[ASSIGNED TASK]: Select the lines below containing the word "AtomicUsize".

════════

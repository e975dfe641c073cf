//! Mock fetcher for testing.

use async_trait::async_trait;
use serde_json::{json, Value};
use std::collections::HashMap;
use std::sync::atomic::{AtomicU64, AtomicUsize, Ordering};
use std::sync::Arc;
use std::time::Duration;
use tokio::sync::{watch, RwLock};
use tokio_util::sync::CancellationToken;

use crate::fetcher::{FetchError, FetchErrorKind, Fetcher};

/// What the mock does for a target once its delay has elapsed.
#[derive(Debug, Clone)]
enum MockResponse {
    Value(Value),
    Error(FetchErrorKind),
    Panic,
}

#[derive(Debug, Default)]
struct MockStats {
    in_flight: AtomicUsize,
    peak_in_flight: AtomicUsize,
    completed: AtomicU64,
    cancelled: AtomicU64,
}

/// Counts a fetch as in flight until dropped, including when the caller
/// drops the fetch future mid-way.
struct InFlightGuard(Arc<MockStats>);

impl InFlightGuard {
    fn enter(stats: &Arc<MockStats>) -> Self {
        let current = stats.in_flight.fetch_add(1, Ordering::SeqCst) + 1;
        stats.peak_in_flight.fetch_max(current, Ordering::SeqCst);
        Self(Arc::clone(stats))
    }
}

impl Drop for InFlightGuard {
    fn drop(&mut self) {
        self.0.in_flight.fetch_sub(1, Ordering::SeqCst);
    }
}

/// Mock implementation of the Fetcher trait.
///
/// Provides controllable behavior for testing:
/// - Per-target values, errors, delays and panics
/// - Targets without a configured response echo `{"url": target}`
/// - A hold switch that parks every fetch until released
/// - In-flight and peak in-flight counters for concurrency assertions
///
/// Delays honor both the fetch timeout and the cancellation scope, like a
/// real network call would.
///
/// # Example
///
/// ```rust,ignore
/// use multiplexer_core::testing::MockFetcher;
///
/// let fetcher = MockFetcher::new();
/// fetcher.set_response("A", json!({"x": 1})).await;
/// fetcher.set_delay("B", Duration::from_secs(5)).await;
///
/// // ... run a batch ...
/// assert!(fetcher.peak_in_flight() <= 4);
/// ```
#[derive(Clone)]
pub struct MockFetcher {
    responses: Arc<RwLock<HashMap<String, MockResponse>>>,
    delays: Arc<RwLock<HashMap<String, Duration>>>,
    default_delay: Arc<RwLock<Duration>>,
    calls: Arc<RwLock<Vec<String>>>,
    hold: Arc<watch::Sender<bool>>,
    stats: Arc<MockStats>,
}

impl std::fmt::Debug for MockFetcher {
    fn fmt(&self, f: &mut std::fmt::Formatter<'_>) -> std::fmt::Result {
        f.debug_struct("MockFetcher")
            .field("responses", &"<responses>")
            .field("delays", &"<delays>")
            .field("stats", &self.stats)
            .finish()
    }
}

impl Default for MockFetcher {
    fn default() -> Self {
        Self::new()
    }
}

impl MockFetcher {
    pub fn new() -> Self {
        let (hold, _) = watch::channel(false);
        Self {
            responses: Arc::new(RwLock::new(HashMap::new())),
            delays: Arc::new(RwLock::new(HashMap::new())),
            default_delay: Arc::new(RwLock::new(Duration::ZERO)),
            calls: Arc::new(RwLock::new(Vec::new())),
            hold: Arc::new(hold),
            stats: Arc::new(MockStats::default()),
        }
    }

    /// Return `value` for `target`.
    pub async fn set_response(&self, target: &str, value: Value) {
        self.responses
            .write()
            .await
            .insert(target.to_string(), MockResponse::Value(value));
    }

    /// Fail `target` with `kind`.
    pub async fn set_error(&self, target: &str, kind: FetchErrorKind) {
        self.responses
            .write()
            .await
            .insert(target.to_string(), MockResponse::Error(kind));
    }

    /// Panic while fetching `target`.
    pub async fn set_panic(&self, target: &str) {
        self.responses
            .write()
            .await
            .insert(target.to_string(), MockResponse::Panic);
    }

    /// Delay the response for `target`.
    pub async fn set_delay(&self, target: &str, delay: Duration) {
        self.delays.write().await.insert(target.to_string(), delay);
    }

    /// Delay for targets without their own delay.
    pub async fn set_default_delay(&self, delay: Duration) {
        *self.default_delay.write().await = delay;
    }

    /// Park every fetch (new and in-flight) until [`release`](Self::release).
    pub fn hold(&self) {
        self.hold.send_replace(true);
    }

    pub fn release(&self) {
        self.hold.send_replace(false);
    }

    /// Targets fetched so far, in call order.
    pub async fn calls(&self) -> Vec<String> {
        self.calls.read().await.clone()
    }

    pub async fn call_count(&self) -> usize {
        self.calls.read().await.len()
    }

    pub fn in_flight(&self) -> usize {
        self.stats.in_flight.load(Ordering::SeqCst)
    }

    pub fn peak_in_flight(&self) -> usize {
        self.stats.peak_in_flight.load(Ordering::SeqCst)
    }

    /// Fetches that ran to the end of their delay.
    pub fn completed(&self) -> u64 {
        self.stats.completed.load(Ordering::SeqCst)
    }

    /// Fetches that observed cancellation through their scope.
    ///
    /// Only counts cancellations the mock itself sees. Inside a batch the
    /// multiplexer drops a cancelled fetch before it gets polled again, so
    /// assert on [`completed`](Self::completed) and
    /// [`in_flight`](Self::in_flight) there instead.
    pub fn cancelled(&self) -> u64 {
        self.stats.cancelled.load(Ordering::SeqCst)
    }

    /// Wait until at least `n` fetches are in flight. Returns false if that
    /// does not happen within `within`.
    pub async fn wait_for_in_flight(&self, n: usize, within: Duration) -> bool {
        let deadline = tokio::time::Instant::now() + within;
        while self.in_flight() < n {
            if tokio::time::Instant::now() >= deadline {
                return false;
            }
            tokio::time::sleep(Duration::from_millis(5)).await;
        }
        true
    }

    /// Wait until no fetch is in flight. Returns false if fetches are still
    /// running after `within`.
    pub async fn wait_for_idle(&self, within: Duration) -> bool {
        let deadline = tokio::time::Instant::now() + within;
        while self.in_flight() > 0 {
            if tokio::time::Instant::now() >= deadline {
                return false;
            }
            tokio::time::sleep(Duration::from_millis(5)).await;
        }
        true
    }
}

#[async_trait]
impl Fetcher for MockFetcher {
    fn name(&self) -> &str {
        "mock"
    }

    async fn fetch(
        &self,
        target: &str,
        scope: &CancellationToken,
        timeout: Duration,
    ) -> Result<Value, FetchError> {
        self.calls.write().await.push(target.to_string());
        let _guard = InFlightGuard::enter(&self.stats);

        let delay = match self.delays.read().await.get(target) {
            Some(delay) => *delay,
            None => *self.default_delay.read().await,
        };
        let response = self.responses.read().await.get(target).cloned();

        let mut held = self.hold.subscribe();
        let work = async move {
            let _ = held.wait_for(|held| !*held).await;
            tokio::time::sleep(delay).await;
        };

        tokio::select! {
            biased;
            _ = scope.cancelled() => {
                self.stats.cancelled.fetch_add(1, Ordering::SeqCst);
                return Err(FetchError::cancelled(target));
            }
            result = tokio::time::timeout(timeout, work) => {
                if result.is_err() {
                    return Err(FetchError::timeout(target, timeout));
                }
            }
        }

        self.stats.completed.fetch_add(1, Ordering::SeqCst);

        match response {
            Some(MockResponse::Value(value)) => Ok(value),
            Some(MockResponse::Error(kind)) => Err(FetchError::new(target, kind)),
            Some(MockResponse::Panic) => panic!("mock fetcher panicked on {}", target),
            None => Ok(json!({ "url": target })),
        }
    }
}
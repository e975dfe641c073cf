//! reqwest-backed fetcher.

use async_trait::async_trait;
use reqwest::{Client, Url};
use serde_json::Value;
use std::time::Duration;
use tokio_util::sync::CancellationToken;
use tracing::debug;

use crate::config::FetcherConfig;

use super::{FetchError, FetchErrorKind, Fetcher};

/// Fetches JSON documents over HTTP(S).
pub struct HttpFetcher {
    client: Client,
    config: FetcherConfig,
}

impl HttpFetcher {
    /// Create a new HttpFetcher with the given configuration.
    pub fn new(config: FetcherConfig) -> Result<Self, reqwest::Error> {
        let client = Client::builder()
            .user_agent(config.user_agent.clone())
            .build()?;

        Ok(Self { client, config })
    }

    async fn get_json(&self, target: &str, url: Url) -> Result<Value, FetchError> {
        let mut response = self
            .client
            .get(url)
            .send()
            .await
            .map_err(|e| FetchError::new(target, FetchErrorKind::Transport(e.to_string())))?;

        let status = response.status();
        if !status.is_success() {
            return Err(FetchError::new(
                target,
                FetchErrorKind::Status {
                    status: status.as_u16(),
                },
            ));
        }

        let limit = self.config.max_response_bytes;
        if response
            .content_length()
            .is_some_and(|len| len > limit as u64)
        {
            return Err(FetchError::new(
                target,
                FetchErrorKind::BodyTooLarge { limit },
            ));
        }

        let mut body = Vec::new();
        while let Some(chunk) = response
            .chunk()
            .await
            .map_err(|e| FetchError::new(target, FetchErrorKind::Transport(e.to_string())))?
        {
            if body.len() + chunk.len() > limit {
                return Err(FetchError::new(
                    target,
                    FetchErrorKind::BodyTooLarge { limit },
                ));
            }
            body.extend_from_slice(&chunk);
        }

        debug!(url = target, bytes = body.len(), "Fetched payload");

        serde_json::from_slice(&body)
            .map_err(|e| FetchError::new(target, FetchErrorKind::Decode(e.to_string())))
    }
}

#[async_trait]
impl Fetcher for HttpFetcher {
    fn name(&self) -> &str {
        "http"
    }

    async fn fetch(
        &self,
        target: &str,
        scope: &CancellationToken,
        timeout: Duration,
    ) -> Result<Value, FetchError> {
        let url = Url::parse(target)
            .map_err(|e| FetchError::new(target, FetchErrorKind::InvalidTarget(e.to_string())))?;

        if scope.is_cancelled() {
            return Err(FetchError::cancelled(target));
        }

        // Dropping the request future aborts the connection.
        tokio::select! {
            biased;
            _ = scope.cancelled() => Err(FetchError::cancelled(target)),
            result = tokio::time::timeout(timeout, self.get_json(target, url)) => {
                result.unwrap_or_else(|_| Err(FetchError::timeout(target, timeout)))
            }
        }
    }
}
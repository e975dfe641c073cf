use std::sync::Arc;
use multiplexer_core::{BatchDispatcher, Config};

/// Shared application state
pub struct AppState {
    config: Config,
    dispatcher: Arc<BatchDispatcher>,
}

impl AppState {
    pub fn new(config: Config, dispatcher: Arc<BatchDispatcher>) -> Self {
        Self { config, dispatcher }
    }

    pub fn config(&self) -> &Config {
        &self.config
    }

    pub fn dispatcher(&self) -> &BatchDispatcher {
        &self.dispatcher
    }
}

════════

[WRITTEN SOLUTION]:
use std::sync::atomic::{AtomicU64, AtomicUsize, Ordering};
    in_flight: AtomicUsize,
    peak_in_flight: AtomicUsize,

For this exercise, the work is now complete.